PROBLEM DETAILS - Every entry should appear in your answer exactly as it does here.

SOURCE DATA -
※ ※ ※
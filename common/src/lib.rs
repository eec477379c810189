//! Shared value types for the Trello workspace.
//!
//! Nothing in here talks to the network. These are the small building
//! blocks every other crate leans on:
//!
//! - [`ErrorLocation`]: source position attached to every error variant
//! - [`RedactedSecret`]: developer keys and tokens that never leak into logs
//! - [`HttpStatusCode`]: status classification used by retry decisions

pub mod error;
pub mod http_status;
pub mod redacted_secret;

#[cfg(test)]
mod tests;

pub use error::error_location::ErrorLocation;
pub use error::redact_error::RedactError;
pub use http_status::HttpStatusCode;
pub use redacted_secret::RedactedSecret;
※ ※ ※
WRITTEN SOLUTION -
filename common/src/lib.rs
repository eec477379c810189
//! Shared value types for the Trello workspace.
//!
//! Nothing in here talks to the network. These are the small building
//! blocks every other crate leans on:
//!
//! - [`ErrorLocation`]: source position attached to every error variant
//! - [`RedactedSecret`]: developer keys and tokens that never leak into logs
//! - [`HttpStatusCode`]: status classification used by retry decisions

pub mod error;
pub mod http_status;
pub mod redacted_secret;

#[cfg(test)]
mod tests;

pub use error::error_location::ErrorLocation;
pub use error::redact_error::RedactError;
pub use http_status::HttpStatusCode;
pub use redacted_secret::RedactedSecret;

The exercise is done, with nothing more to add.